Stored items
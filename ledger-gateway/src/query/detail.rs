use super::QueryEngine;
use crate::backend::{ChainBackend, RawTransaction};
use crate::error::{BackendResult, GatewayResult};
use crate::types::{
    AddressBalance, AddressDetails, AddressSet, DetailedInput, DetailedOutput,
    DetailedTransaction,
};
use futures::{StreamExt, TryStreamExt, stream};
use std::collections::{HashMap, HashSet};
use std::sync::Arc;

/// Fetches `txid` and every distinct previous transaction its inputs spend,
/// all from the same endpoint.
pub async fn expand_transaction(
    backend: &dyn ChainBackend,
    txid: &str,
) -> BackendResult<DetailedTransaction> {
    let raw = backend.get_raw_transaction(txid).await?;

    let mut previous = HashMap::new();
    if !raw.is_coinbase() {
        for input in &raw.vin {
            let Some(prev_txid) = &input.txid else {
                continue;
            };
            if previous.contains_key(prev_txid) {
                continue;
            }

            let prev = backend.get_raw_transaction(prev_txid).await?;
            previous.insert(prev_txid.clone(), prev);
        }
    }

    // Nodes without the height extension only report the block hash
    let height = match (&raw.blockhash, raw.height) {
        (Some(_), Some(height)) => Some(height),
        (Some(hash), None) if !raw.is_unconfirmed() => {
            Some(backend.get_block_header(hash).await?.height as i64)
        }
        _ => None,
    };

    Ok(build_detailed_transaction(&raw, height, &previous))
}

pub fn build_detailed_transaction(
    raw: &RawTransaction,
    height: Option<i64>,
    previous: &HashMap<String, RawTransaction>,
) -> DetailedTransaction {
    let coinbase = raw.is_coinbase();

    let inputs: Vec<DetailedInput> = raw
        .vin
        .iter()
        .map(|input| {
            let prev_output = match (&input.txid, input.vout) {
                (Some(prev_txid), Some(vout)) => previous
                    .get(prev_txid)
                    .and_then(|prev| prev.vout.get(vout as usize)),
                _ => None,
            };
            if !coinbase && prev_output.is_none() {
                warn!(
                    "Previous output {:?}:{:?} of {} not resolved",
                    input.txid, input.vout, raw.txid
                );
            }

            DetailedInput {
                prev_txid: input.txid.clone(),
                output_index: input.vout,
                script: input.script_sig.as_ref().map(|s| s.hex.clone()),
                script_asm: input.script_sig.as_ref().map(|s| s.asm.clone()),
                sequence: input.sequence,
                address: prev_output.and_then(|o| o.script_pub_key.addresses.first().cloned()),
                satoshis: prev_output.map(|o| o.value.to_sat()).unwrap_or(0),
            }
        })
        .collect();

    let outputs: Vec<DetailedOutput> = raw
        .vout
        .iter()
        .map(|output| {
            let addresses = &output.script_pub_key.addresses;
            DetailedOutput {
                satoshis: output.value.to_sat(),
                script: output.script_pub_key.hex.clone(),
                script_asm: output.script_pub_key.asm.clone(),
                spent_txid: output.spent_txid.clone(),
                spent_index: output.spent_index,
                spent_height: output.spent_height,
                // Bare multisig outputs have no single owner
                address: if addresses.len() == 1 {
                    Some(addresses[0].clone())
                } else {
                    None
                },
            }
        })
        .collect();

    let input_satoshis: u64 = inputs.iter().map(|i| i.satoshis).sum();
    let output_satoshis: u64 = outputs.iter().map(|o| o.satoshis).sum();
    let fee_satoshis = if coinbase {
        0
    } else {
        input_satoshis as i64 - output_satoshis as i64
    };

    let block_hash = height.and(raw.blockhash.clone());
    DetailedTransaction {
        hex: raw.hex.clone(),
        hash: raw.txid.clone(),
        height: if block_hash.is_some() {
            height.unwrap_or(-1)
        } else {
            -1
        },
        block_hash,
        block_timestamp: raw.blocktime,
        version: raw.version,
        locktime: raw.locktime,
        coinbase,
        inputs,
        outputs,
        input_satoshis,
        output_satoshis,
        fee_satoshis,
    }
}

/// Debits and credits of `tx` for each address of the set it touches.
pub fn address_details_for_transaction(
    tx: &DetailedTransaction,
    addresses: &AddressSet,
) -> AddressDetails {
    let mut result = AddressDetails::default();

    for (index, input) in tx.inputs.iter().enumerate() {
        let Some(address) = input.address.as_deref().filter(|a| addresses.contains(a)) else {
            continue;
        };

        let delta = result.addresses.entry(address.to_string()).or_default();
        delta.input_indexes.push(index);
        delta.satoshis -= input.satoshis as i64;
        result.satoshis -= input.satoshis as i64;
    }

    for (index, output) in tx.outputs.iter().enumerate() {
        let Some(address) = output.address.as_deref().filter(|a| addresses.contains(a)) else {
            continue;
        };

        let delta = result.addresses.entry(address.to_string()).or_default();
        delta.output_indexes.push(index);
        delta.satoshis += output.satoshis as i64;
        result.satoshis += output.satoshis as i64;
    }

    result
}

/// Balance and total received of `addresses` over `transactions`.
pub fn summarize_tx_balance<'a>(
    transactions: impl IntoIterator<Item = &'a DetailedTransaction>,
    addresses: &AddressSet,
) -> AddressBalance {
    let lookup: HashSet<&str> = addresses.iter().map(String::as_str).collect();
    let owned = |address: &Option<String>| address.as_deref().is_some_and(|a| lookup.contains(a));

    let mut result = AddressBalance::default();
    for tx in transactions {
        for input in tx.inputs.iter().filter(|i| owned(&i.address)) {
            result.balance -= input.satoshis as i64;
        }

        for output in tx.outputs.iter().filter(|o| owned(&o.address)) {
            result.balance += output.satoshis as i64;
            result.received += output.satoshis as i64;
        }
    }

    result
}

impl QueryEngine {
    pub async fn get_detailed_transaction(
        &self,
        txid: &str,
    ) -> GatewayResult<Arc<DetailedTransaction>> {
        if let Some(tx) = self.caches.detailed_transaction.get(txid) {
            return Ok(tx);
        }

        let tx = self
            .failover
            .try_all("getrawtransaction", |backend| async move {
                expand_transaction(backend.as_ref(), txid).await
            })
            .await?;
        let tx = Arc::new(tx);

        // Unconfirmed details change once mined, keep only confirmed ones
        if tx.is_confirmed() {
            self.caches
                .detailed_transaction
                .put(txid.to_string(), tx.clone());
        }

        Ok(tx)
    }

    /// Expands `txids` in order, at most `transaction_concurrency` at a time.
    pub(crate) async fn get_detailed_transactions(
        &self,
        txids: &[String],
    ) -> GatewayResult<Vec<Arc<DetailedTransaction>>> {
        stream::iter(txids.iter().cloned())
            .map(|txid| async move { self.get_detailed_transaction(&txid).await })
            .buffered(self.config.transaction_concurrency.max(1))
            .try_collect()
            .await
    }
}

#[cfg(test)]
mod tests {
    use super::*;
    use crate::backend::mock::{MockBackend, coinbase_tx, raw_tx};
    use crate::config::QueryConfig;
    use crate::query::fixture;

    fn detailed(backend: &MockBackend, txid: &str) -> DetailedTransaction {
        let raw = futures::executor::block_on(backend.get_raw_transaction(txid)).unwrap();
        let mut previous = HashMap::new();
        for input in &raw.vin {
            if let Some(prev_txid) = &input.txid {
                let prev =
                    futures::executor::block_on(backend.get_raw_transaction(prev_txid)).unwrap();
                previous.insert(prev_txid.clone(), prev);
            }
        }
        build_detailed_transaction(&raw, raw.height, &previous)
    }

    fn fixture_transactions() -> Vec<DetailedTransaction> {
        let backend = MockBackend::new("node");
        fixture::load_ledger(&backend);
        [
            fixture::TX_PAY_800M,
            fixture::TX_SPEND_5000M,
            fixture::TX_PAY_1000M_A,
            fixture::TX_PAY_1000M_B,
            fixture::TX_PAY_5000M,
        ]
        .iter()
        .map(|txid| detailed(&backend, txid))
        .collect()
    }

    #[test]
    fn test_summarize_fixture_balance() {
        let transactions = fixture_transactions();
        let addresses = AddressSet::single(fixture::ADDRESS).unwrap();

        let balance = summarize_tx_balance(&transactions, &addresses);
        assert_eq!(balance.balance, 2_800_000_000);
        assert_eq!(balance.received, 7_800_000_000);
        assert_eq!(balance.sent(), 5_000_000_000);

        // Same result from the per transaction deltas
        let from_deltas: i64 = transactions
            .iter()
            .map(|tx| address_details_for_transaction(tx, &addresses).satoshis)
            .sum();
        assert_eq!(from_deltas, balance.balance);
    }

    #[test]
    fn test_address_details() {
        let backend = MockBackend::new("node");
        fixture::load_ledger(&backend);
        let addresses = AddressSet::single(fixture::ADDRESS).unwrap();

        let spend = detailed(&backend, fixture::TX_SPEND_5000M);
        let details = address_details_for_transaction(&spend, &addresses);
        assert_eq!(details.satoshis, -5_000_000_000);
        let delta = &details.addresses[fixture::ADDRESS];
        assert_eq!(delta.input_indexes, vec![0]);
        assert!(delta.output_indexes.is_empty());

        let pay = detailed(&backend, fixture::TX_PAY_800M);
        let details = address_details_for_transaction(&pay, &addresses);
        assert_eq!(details.satoshis, 800_000_000);
        assert_eq!(details.addresses[fixture::ADDRESS].output_indexes, vec![1]);

        let other = AddressSet::single("nobody").unwrap();
        assert!(
            address_details_for_transaction(&pay, &other)
                .addresses
                .is_empty()
        );
    }

    #[test]
    fn test_fee_and_coinbase() {
        let backend = MockBackend::new("node");
        backend.add_transaction(coinbase_tx("cb", &[("miner", 5_000_000_000)], 1));
        backend.add_transaction(raw_tx(
            "spend",
            &[("cb", 0)],
            &[("a", 3_000_000_000), ("b", 1_999_990_000)],
            Some(2),
        ));

        let cb = detailed(&backend, "cb");
        assert!(cb.coinbase);
        assert_eq!(cb.fee_satoshis, 0);
        assert_eq!(cb.input_satoshis, 0);
        assert_eq!(cb.inputs[0].address, None);

        let spend = detailed(&backend, "spend");
        assert!(!spend.coinbase);
        assert_eq!(spend.input_satoshis, 5_000_000_000);
        assert_eq!(spend.output_satoshis, 4_999_990_000);
        assert_eq!(spend.fee_satoshis, 10_000);
        assert_eq!(spend.inputs[0].address.as_deref(), Some("miner"));
        assert_eq!(spend.height, 2);
        assert_eq!(spend.block_hash.as_deref(), Some("block-2"));
    }

    #[tokio::test]
    async fn test_previous_transactions_fetched_once() {
        let backend = Arc::new(MockBackend::new("node"));
        backend.add_transaction(raw_tx("prev", &[], &[("a", 10), ("a", 20), ("b", 30)], Some(1)));
        backend.add_transaction(raw_tx(
            "tx",
            &[("prev", 0), ("prev", 1), ("prev", 2)],
            &[("c", 55)],
            Some(2),
        ));

        let engine = fixture::engine(&[backend.clone()], QueryConfig::default());
        let tx = engine.get_detailed_transaction("tx").await.unwrap();
        assert_eq!(tx.input_satoshis, 60);
        assert_eq!(tx.fee_satoshis, 5);
        assert_eq!(backend.call_count("getrawtransaction"), 2);
    }

    #[tokio::test]
    async fn test_confirmed_detail_served_from_cache() {
        let backend = Arc::new(MockBackend::new("node"));
        fixture::load_ledger(&backend);
        let engine = fixture::engine(&[backend.clone()], QueryConfig::default());

        let first = engine
            .get_detailed_transaction(fixture::TX_PAY_800M)
            .await
            .unwrap();
        let calls = backend.total_calls();

        let second = engine
            .get_detailed_transaction(fixture::TX_PAY_800M)
            .await
            .unwrap();
        assert_eq!(backend.total_calls(), calls);
        assert_eq!(first, second);
    }

    #[tokio::test]
    async fn test_unconfirmed_detail_not_cached() {
        let backend = Arc::new(MockBackend::new("node"));
        fixture::load_ledger(&backend);
        fixture::add_mempool_payment(&backend, "m1", fixture::ADDRESS, 1000);
        let engine = fixture::engine(&[backend.clone()], QueryConfig::default());

        let tx = engine.get_detailed_transaction("m1").await.unwrap();
        assert_eq!(tx.height, -1);
        assert!(tx.block_hash.is_none());

        engine.get_detailed_transaction("m1").await.unwrap();
        assert_eq!(backend.call_count("getrawtransaction"), 4);
    }

    #[tokio::test]
    async fn test_height_resolved_from_block_header() {
        let backend = Arc::new(MockBackend::new("node"));
        fixture::load_ledger(&backend);
        let mut tx = raw_tx("noheight", &[("fund-te5a", 0)], &[("x", 1)], Some(3));
        tx.height = None;
        backend.add_transaction(tx);

        let engine = fixture::engine(&[backend.clone()], QueryConfig::default());
        let tx = engine.get_detailed_transaction("noheight").await.unwrap();
        assert_eq!(tx.height, 3);
        assert_eq!(backend.call_count("getblockheader"), 1);
    }
}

TASK TO COMPLETE
Go over the entries above and say how many lines hold the string "DetailedTransaction", with no other text.

SOLVED EXERCISE
10